TASK INPUT:
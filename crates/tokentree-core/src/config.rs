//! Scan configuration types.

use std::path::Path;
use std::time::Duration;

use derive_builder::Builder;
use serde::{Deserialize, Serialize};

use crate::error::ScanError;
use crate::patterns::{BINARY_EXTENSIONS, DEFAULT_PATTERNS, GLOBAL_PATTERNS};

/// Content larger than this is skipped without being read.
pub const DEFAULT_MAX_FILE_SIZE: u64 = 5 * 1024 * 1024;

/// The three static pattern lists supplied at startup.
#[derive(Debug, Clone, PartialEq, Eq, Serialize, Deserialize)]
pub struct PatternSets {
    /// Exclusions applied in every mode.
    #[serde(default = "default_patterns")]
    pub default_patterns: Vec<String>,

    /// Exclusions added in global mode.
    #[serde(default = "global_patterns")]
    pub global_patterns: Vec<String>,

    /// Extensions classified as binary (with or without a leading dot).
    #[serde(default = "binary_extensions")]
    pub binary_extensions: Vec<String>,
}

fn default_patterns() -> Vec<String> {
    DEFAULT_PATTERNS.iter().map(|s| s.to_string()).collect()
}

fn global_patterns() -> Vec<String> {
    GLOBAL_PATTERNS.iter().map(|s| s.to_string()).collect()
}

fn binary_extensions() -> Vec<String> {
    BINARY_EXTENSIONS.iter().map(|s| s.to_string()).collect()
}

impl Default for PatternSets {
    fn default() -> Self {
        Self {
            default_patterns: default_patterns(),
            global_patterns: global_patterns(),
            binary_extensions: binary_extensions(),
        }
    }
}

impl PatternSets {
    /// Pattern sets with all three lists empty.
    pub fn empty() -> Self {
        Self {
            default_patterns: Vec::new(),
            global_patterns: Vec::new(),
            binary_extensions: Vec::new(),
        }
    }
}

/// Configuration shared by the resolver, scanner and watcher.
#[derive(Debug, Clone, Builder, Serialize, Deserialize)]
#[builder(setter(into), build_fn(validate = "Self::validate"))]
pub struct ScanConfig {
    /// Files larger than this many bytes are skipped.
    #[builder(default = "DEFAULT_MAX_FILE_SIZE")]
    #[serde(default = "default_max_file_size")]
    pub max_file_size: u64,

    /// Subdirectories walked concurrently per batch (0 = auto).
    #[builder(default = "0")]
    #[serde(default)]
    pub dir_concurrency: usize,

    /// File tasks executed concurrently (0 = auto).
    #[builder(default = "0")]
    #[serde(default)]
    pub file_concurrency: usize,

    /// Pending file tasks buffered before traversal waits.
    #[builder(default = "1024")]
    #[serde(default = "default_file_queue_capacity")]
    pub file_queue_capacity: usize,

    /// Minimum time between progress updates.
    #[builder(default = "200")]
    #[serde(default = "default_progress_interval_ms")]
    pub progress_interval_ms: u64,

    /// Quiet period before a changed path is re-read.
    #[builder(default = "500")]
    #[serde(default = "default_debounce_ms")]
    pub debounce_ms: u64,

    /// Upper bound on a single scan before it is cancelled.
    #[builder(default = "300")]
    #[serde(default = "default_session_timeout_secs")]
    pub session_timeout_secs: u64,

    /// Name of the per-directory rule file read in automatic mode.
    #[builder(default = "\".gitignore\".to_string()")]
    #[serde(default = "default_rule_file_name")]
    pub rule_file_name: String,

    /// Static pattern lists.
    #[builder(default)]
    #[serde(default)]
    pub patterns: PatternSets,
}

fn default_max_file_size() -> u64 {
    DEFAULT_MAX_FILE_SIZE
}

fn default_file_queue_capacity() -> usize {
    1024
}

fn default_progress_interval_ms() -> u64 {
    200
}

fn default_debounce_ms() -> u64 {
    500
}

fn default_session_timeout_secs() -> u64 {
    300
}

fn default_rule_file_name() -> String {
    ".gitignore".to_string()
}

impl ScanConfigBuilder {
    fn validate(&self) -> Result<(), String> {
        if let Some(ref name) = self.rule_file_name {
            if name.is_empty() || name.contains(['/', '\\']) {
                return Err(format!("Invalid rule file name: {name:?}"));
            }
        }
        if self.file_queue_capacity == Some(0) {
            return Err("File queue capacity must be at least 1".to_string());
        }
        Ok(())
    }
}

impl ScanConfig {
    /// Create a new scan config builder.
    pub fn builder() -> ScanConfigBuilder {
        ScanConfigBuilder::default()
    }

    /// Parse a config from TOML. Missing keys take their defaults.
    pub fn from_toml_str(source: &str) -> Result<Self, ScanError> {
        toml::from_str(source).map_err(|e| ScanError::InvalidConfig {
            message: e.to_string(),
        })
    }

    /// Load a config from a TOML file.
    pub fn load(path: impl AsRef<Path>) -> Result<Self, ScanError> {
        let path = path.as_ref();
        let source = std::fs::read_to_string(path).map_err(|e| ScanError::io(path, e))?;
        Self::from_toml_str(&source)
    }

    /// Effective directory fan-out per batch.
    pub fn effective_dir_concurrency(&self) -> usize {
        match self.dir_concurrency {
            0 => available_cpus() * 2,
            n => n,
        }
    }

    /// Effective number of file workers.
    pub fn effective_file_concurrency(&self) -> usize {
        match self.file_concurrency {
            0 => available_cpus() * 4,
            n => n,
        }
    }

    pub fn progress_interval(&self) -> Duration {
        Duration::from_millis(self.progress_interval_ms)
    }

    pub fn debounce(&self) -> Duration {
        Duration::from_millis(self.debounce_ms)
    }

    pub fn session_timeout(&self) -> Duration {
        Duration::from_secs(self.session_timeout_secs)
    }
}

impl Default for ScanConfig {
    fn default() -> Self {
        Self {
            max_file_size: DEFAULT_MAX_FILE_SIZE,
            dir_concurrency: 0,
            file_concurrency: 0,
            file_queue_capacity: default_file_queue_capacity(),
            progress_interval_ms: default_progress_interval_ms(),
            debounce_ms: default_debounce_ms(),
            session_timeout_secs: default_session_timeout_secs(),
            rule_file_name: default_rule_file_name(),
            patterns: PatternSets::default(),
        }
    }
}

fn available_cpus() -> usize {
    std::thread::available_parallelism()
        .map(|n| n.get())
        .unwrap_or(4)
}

==

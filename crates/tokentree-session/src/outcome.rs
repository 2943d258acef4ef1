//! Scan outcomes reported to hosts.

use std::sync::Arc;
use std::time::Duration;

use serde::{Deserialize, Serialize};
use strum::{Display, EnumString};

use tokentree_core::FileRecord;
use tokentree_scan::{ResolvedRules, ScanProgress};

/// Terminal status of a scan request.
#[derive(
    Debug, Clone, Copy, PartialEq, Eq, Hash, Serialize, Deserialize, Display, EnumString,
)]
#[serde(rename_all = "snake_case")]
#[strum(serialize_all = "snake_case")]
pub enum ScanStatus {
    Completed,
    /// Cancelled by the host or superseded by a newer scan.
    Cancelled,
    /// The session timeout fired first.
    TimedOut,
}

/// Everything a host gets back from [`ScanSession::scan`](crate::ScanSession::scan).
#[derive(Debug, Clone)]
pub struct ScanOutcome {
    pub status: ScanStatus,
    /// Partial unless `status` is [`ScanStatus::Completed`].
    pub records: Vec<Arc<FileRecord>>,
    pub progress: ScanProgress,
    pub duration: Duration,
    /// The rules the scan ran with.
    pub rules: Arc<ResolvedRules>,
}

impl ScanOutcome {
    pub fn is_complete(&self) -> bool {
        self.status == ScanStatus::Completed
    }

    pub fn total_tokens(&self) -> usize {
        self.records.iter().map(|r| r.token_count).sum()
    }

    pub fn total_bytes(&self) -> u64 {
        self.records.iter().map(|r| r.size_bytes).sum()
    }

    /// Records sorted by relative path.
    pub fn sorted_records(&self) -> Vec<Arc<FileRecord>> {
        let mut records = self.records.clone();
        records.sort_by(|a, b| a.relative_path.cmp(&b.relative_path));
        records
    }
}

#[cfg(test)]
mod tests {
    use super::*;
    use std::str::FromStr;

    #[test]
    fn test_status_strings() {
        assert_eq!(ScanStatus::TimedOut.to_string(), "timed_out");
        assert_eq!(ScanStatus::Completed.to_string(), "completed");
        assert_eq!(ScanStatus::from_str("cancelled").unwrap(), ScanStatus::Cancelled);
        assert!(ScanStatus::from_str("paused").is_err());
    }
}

WHAT THIS TASK INVOLVES: Your answer should be the lines above from the one containing "three lists empty." through the one containing "before traversal waits.", copied exactly and with both ends kept.

SOLUTION BELOW:
    /// Pattern sets with all three lists empty.
    pub fn empty() -> Self {
        Self {
            default_patterns: Vec::new(),
            global_patterns: Vec::new(),
            binary_extensions: Vec::new(),
        }
    }
}

/// Configuration shared by the resolver, scanner and watcher.
#[derive(Debug, Clone, Builder, Serialize, Deserialize)]
#[builder(setter(into), build_fn(validate = "Self::validate"))]
pub struct ScanConfig {
    /// Files larger than this many bytes are skipped.
    #[builder(default = "DEFAULT_MAX_FILE_SIZE")]
    #[serde(default = "default_max_file_size")]
    pub max_file_size: u64,

    /// Subdirectories walked concurrently per batch (0 = auto).
    #[builder(default = "0")]
    #[serde(default)]
    pub dir_concurrency: usize,

    /// File tasks executed concurrently (0 = auto).
    #[builder(default = "0")]
    #[serde(default)]
    pub file_concurrency: usize,

    /// Pending file tasks buffered before traversal waits.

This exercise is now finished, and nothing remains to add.